Christmas Eve Dumps Deadbeat Husband For Broadway Hunks & Broadway Cares

Breaking News: Christmas Eve – Broadway’s favorite opinionated, heavily accented therapist – dumps Avenue Q husband, out of work stand-up comedian Brian, for a night of one magical, musical rendezvous after another with all her favorite Broadway leading men!

The second annual edition of CHRISTMAS EVE WITH CHRISTMAS EVE was an even greater success than in 2009, with the inimitable Ann Harada returning as her consonant-challenged alter ego singing, dancing and bantering with Broadway’s Stephen Bogardus, Paul Castree, Willy Falk, Jordan Gelber, Mark Kudish, Jose Llana, Howard McGillin, Michael Mindlin, Christopher Sieber, Jason Tam, John Tartaglia and Ryan Watkinson.
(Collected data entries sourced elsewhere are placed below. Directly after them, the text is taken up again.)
pub mod fs;
pub mod net;
pub mod logger;

use regex::Regex;
use std::path::Path;
use std::sync::OnceLock;

/// Album folder used when sanitizing leaves nothing usable
pub const UNKNOWN_ALBUM: &str = "Unknown Album";

/// Utility functions for the application
pub struct Utils;

impl Utils {
    /// Sanitize a track name for use as a file name
    pub fn sanitize_filename(filename: &str) -> String {
        filename
            .chars()
            .map(|c| match c {
                '<' | '>' | ':' | '"' | '/' | '\\' | '|' | '?' | '*' => '_',
                ';' => ',',
                c if c.is_control() => '_',
                _ => c,
            })
            .collect::<String>()
            .trim()
            .to_string()
    }

    /// Album folder names keep only ASCII letters, digits, space and `-_.()`.
    /// Path separators are dropped, so the result can never escape the base folder.
    pub fn sanitize_album_name(album: &str) -> String {
        let kept: String = album
            .chars()
            .filter(|c| c.is_ascii_alphanumeric() || matches!(c, ' ' | '-' | '_' | '.' | '(' | ')'))
            .collect();
        let kept = kept.trim();

        if kept.is_empty() || kept.chars().all(|c| c == '.') {
            UNKNOWN_ALBUM.to_string()
        } else {
            kept.to_string()
        }
    }

    /// Blob name for a local master: version stamps like ` 1.2.3` or ` 1.2.3_4`
    /// are removed and spaces become dashes
    pub fn upload_name(stem: &str) -> String {
        static VERSION: OnceLock<Option<Regex>> = OnceLock::new();
        let version = VERSION.get_or_init(|| Regex::new(r"\s*\d+\.\d+\.\d+(_\d+)?").ok());

        let stripped = match version {
            Some(re) => re.replace_all(stem, "").into_owned(),
            None => stem.to_string(),
        };

        stripped.trim().replace(' ', "-")
    }

    /// Format duration in human readable format
    pub fn format_duration(seconds: u32) -> String {
        let hours = seconds / 3600;
        let minutes = (seconds % 3600) / 60;
        let secs = seconds % 60;

        if hours > 0 {
            format!("{}:{:02}:{:02}", hours, minutes, secs)
        } else {
            format!("{}:{:02}", minutes, secs)
        }
    }

    /// Get lowercase file extension from path
    pub fn get_file_extension(path: &Path) -> Option<String> {
        path.extension()
            .and_then(|ext| ext.to_str())
            .map(|ext| ext.to_lowercase())
    }

    /// Expand a leading `~` in a user-typed path
    pub fn expand_home(input: &str) -> std::path::PathBuf {
        let trimmed = input.trim();
        if let Some(rest) = trimmed.strip_prefix("~") {
            if let Some(home) = dirs::home_dir() {
                return home.join(rest.trim_start_matches(['/', '\\']));
            }
        }
        std::path::PathBuf::from(trimmed)
    }
}

#[cfg(test)]
mod tests {
    use super::*;

    #[test]
    fn test_sanitize_filename() {
        assert_eq!(Utils::sanitize_filename("A/B:C"), "A_B_C");
        assert_eq!(Utils::sanitize_filename("  Bring Me To Life  "), "Bring Me To Life");
        assert_eq!(Utils::sanitize_filename("Whisper; Haunted"), "Whisper, Haunted");
    }

    #[test]
    fn test_sanitize_album_name_cannot_escape() {
        assert_eq!(Utils::sanitize_album_name("../../etc"), "....etc");
        assert_eq!(Utils::sanitize_album_name("A/B:C"), "ABC");
        assert_eq!(Utils::sanitize_album_name("Evanescence Remixes (2024)"), "Evanescence Remixes (2024)");
    }

    #[test]
    fn test_sanitize_album_name_fallback() {
        assert_eq!(Utils::sanitize_album_name(""), UNKNOWN_ALBUM);
        assert_eq!(Utils::sanitize_album_name("//"), UNKNOWN_ALBUM);
        assert_eq!(Utils::sanitize_album_name(".."), UNKNOWN_ALBUM);
        assert_eq!(Utils::sanitize_album_name("???"), UNKNOWN_ALBUM);
    }

    #[test]
    fn test_upload_name_strips_versions() {
        assert_eq!(Utils::upload_name("Bring Me To Life 1.2.3"), "Bring-Me-To-Life");
        assert_eq!(Utils::upload_name("Lithium 2.0.1_4"), "Lithium");
        assert_eq!(Utils::upload_name("Call Me When You're Sober"), "Call-Me-When-You're-Sober");
    }

    #[test]
    fn test_format_duration() {
        assert_eq!(Utils::format_duration(245), "4:05");
        assert_eq!(Utils::format_duration(3725), "1:02:05");
    }

    #[test]
    fn test_get_file_extension() {
        assert_eq!(Utils::get_file_extension(Path::new("a/b.FLAC")), Some("flac".to_string()));
        assert_eq!(Utils::get_file_extension(Path::new("noext")), None);
    }
}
Held November 29 at 46th Street’s Midtown Theatre, the sold-out event raised more than $7,000 for BC/EFA while getting the December holiday season off with a musical bang. Conceived and written by Gary Adler, Harada and Alan Muraoka, the evening was directed by Muraoka with choreography by Michael Mindlin and musical direction by Adler.

Making Her List
blankHarada started the evening off with “Santa Claus is Coming to Town,” telling Old St. Nick her only wish was the chance to spend the night with some of her favorite Broadway hunks. Her wish quickly granted, Christmas Eve was joined by a shirtless Jose Llana, who told the crowd, “I showed up wearing my reindeer sweater,” which the star’s obedient staff aggressively removed. They dueted on Wicked’s “As Long as You’re Mine.” blank

Next up, Avenue Q co-stars John Tartaglia and “Rod,” the closeted gay Republican puppet, joined Christmas Eve on a duet of Mary Poppins’“Supercalifragilisticexpialidotious.” Later in the evening they returned to perform a hilarious number titled “Rod’s Christmas.”

Miss Saigon’s Willy Falk joined Harada for that long-running hit’s dramatic “The Last Night of the World.”  Paul Castree has starred in nine Broadway shows, but the only one Christmas Eve recognized was Footloose.  So they cavorted through the audience, playing hide-and-seek while performing Mike “Loverboy” Reno and Ann “Heart” Wilson’s power ballad “Almost Paradise.” Mindlin and Watkinson joined her on the Fosse classic “I Gotcha.”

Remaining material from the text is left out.